L’arcipelago delle Faroe si prepara al referendum popolare per l’autonomia dalla Danimarca con una nuova carta costituzionale da votare nei prossimi mesi

Le Isole Faroe vogliono l'indipendenza dalla Danimarca

Le Isole Faroe sognano l’indipendenza dalla Danimarca. In questo clima odierno di autonomie, indipendenze e federalismi europei, anche il piccolo arcipelago delle Faroe, abitato da poco più di 50mila persone a Nord dell’oceano Atlantico, continua a battere i pugni sul tavolo per inseguire il tanto agognato desiderio d’indipendenza dopo quasi 600 anni sotto il governo della corona danese.

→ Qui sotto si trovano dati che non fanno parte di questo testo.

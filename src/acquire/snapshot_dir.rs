use crate::config::SourceConfig;
use anyhow::{Context, Result};
use async_trait::async_trait;
use std::path::PathBuf;
use tracing::debug;

use super::{page_url, PageSource, Resource};

/// Reads DOM dumps laid out as `{dir}/{SYMBOL}/{slug}.html`.
pub struct SnapshotDirSource {
    dir: PathBuf,
    base_url: String,
}

impl SnapshotDirSource {
    pub fn new(config: &SourceConfig) -> Self {
        Self {
            dir: config.snapshot_dir.clone(),
            base_url: config.base_url.clone(),
        }
    }

    pub fn snapshot_path(&self, resource: Resource, symbol: &str) -> PathBuf {
        self.dir.join(symbol).join(format!("{}.html", resource.slug()))
    }
}

#[async_trait]
impl PageSource for SnapshotDirSource {
    fn page_url(&self, resource: Resource, symbol: &str) -> String {
        page_url(&self.base_url, resource, symbol)
    }

    async fn fetch_page(&self, resource: Resource, symbol: &str) -> Result<String> {
        let path = self.snapshot_path(resource, symbol);
        debug!("Reading snapshot {:?}", path);
        tokio::fs::read_to_string(&path)
            .await
            .with_context(|| format!("No snapshot at {:?}", path))
    }
}
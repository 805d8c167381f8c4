//! Company highlights, pivoted per period with every row label kept.
//!
//! Unlike [`super::table`], nothing is filtered through a dictionary here:
//! each body row contributes one metric to each period column.

use std::sync::LazyLock;

use regex::Regex;

use super::fields::{section_header, SectionKind};
use super::period::derive_period;
use super::text::{normalize, parse_number};
use super::ExtractionError;
use crate::models::{
    CompanyHighlights, HighlightPeriod, HighlightsBlock, Metric, TradingStatPeriod,
    TradingStatsBlock,
};

/// "01/01/2567 - 31/12/2567" inside a period header cell.
static DATE_RANGE: LazyLock<Regex> = LazyLock::new(|| {
    Regex::new(r"([0-9]{1,2}/[0-9]{1,2}/[0-9]{4})\s*-\s*([0-9]{1,2}/[0-9]{1,2}/[0-9]{4})")
        .expect("valid date range regex")
});

/// Label of the trading-stats row holding the statement date per column.
const STATEMENT_DATE_LABEL: &str = "วันที่ของงบการเงิน";

pub fn extract_highlights(
    financial: &[Vec<String>],
    trading: Option<&[Vec<String>]>,
    unit: &str,
) -> Result<CompanyHighlights, ExtractionError> {
    Ok(CompanyHighlights {
        highlights: HighlightsBlock {
            unit: unit.to_string(),
            periods: highlight_periods(financial)?,
        },
        trading_stats: TradingStatsBlock {
            periods: trading.map(trading_periods).unwrap_or_default(),
        },
    })
}

fn highlight_periods(table: &[Vec<String>]) -> Result<Vec<HighlightPeriod>, ExtractionError> {
    let header = table.first().ok_or(ExtractionError::MissingHeaderRow { cells: 0 })?;
    if header.len() < 2 {
        return Err(ExtractionError::MissingHeaderRow { cells: header.len() });
    }

    let empty: Vec<HighlightPeriod> = header[1..]
        .iter()
        .map(|cell| {
            let period = derive_period(cell);
            let (from_date, to_date) = DATE_RANGE
                .captures(&normalize(cell))
                .map(|c| (c[1].to_string(), c[2].to_string()))
                .unwrap_or_default();
            HighlightPeriod {
                period_key: period.key,
                period_label: period.label,
                from_date,
                to_date,
                financial_accounts: Vec::new(),
                financial_ratios: Vec::new(),
            }
        })
        .collect();

    let (periods, _) = table[1..].iter().fold(
        (empty, SectionKind::KeyFinancials),
        |(mut periods, section), row| {
            if let Some(next) = section_header(row) {
                // the highlights table only ever moves from accounts to ratios
                let section = if next == SectionKind::FinancialRatios { next } else { section };
                return (periods, section);
            }
            let Some(label) = row.first().map(|c| normalize(c)).filter(|l| !l.is_empty()) else {
                return (periods, section);
            };
            for (i, period) in periods.iter_mut().enumerate() {
                let metric = Metric {
                    label: label.clone(),
                    value: row.get(i + 1).and_then(|c| parse_number(c)),
                };
                match section {
                    SectionKind::FinancialRatios => period.financial_ratios.push(metric),
                    _ => period.financial_accounts.push(metric),
                }
            }
            (periods, section)
        },
    );

    Ok(periods)
}

/// A trading table without a usable header contributes no periods.
fn trading_periods(table: &[Vec<String>]) -> Vec<TradingStatPeriod> {
    let Some(header) = table.first().filter(|h| h.len() >= 2) else {
        return Vec::new();
    };

    let mut periods: Vec<TradingStatPeriod> = header[1..]
        .iter()
        .map(|cell| TradingStatPeriod {
            period_key: derive_period(cell).key,
            period_label: normalize(cell),
            financial_statement_as_of: None,
            metrics: Vec::new(),
        })
        .collect();

    for row in &table[1..] {
        let Some(label) = row.first().map(|c| normalize(c)).filter(|l| !l.is_empty()) else {
            continue;
        };
        let is_statement_date = label.contains(STATEMENT_DATE_LABEL);
        for (i, period) in periods.iter_mut().enumerate() {
            let cell = row.get(i + 1).map(|c| c.as_str()).unwrap_or("");
            if is_statement_date {
                period.financial_statement_as_of = Some(normalize(cell));
            } else {
                period.metrics.push(Metric { label: label.clone(), value: parse_number(cell) });
            }
        }
    }

    periods
}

A spingere questa richiesta di sovranità c’è in prima linea la formazione separatista del Partito del Progresso, che dichiara di non ritenersi assolutamente danese, rivendicano le proprie radici faroesi.

"L'indipendenza, è forgiata ogni giorno, ci avviciniamo ogni giorno assumendoci sempre più responsabilità. Il divario tra Danimarca e Faroe si sta allargando in modo naturale", come ha affermato Poul Michelsen, leader del partito separatista danese, all’agenzia di stampa francese AFP.

L’arcipelago delle Fær Øer si trova a più di 1.100 km dalla Danimarca, gode già di una forma di autonomia territoriale dal 1948 e ha la sua bandiera. La lingua parlata discende dal norvegese antico dei vichinghi, dei quali conservano ancor oggi molte tradizioni e parte della propria cultura locale.

La richiesta d’indipendenza è tornata a farsi largo in questi ultimi giorni, dopo la decisione adottata dal governo centrale danese di trasferire nei prossimi mesi alcune funzioni ministeriali, tra cui la gestione degli affari migratori, e diversi poteri politici, ad esempio difesa, politiche estere, monetarie e giudiziarie, nelle mani delle amministrazioni provinciali di Copenhagen.

I partiti separatisti hanno già adottato delle misure per correre al riparo. E’ in fase di finalizzazione, infatti, la stesura di un testo costituzionale da far votare ai cittadini faroesi tramite un referendum (stabilito per lo scorso 25 aprile, ma rinviato a data da destinarsi) il prima possibile per garantire il diritto dell’arcipelago all'autodeterminazione.

L’ultimo episodio che ha fatto incrinare ulteriormente i rapporti tra Isole Faroe e Danimarca risale al 2010, quando

quest’ultima ha appoggiato il divieto imposto dall’Unione Europea sulle importazioni di aringhe e di sgombro provenienti dalle isole Faroe, a causa di pesanti accuse di sovrasfruttamento ittico nell'Atlantico settentrionale.